* _The task_
Copy every line that contains the string "LeadStore" from the entries below.

Dataset entries:
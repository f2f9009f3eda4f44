// Lead persistence layer
//
// The board talks to leads through the LeadStore trait so the same state
// container runs against SQLite (CLI) or an in-memory store (tests).

pub mod memory;
pub mod sqlite;

pub use memory::*;
pub use sqlite::*;

use crate::models::{Lead, PipelineStage};
use thiserror::Error;

/// Failure from the lead store (transport, constraint, missing row).
/// Always surfaced to the user via a notification; never swallowed.
#[derive(Debug, Error)]
pub enum StoreError {
    #[error("lead not found: {0}")]
    NotFound(i64),
    #[error("constraint violation: {0}")]
    Conflict(String),
    #[error("database error: {0}")]
    Database(String),
}

impl From<rusqlite::Error> for StoreError {
    fn from(e: rusqlite::Error) -> Self {
        match &e {
            rusqlite::Error::SqliteFailure(err, _)
                if err.code == rusqlite::ErrorCode::ConstraintViolation =>
            {
                StoreError::Conflict(e.to_string())
            }
            _ => StoreError::Database(e.to_string()),
        }
    }
}

/// Request/response access to the lead table.
pub trait LeadStore {
    /// All leads, newest first (created_ts descending)
    fn list_leads(&self) -> Result<Vec<Lead>, StoreError>;

    /// Fetch one lead by id
    fn get_lead(&self, id: i64) -> Result<Option<Lead>, StoreError>;

    /// Insert a new lead; returns the stored row with its assigned id
    fn insert_lead(&self, lead: &Lead) -> Result<Lead, StoreError>;

    /// Full-field update of an existing lead (editor form path)
    fn update_lead(&self, lead: &Lead) -> Result<(), StoreError>;

    /// Update exactly the stage and last-contacted columns of one lead
    /// (the board's drop path)
    fn update_lead_stage(
        &self,
        id: i64,
        stage: PipelineStage,
        last_contacted_ts: i64,
    ) -> Result<(), StoreError>;
}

* _Reply_
// The board talks to leads through the LeadStore trait so the same state
pub trait LeadStore {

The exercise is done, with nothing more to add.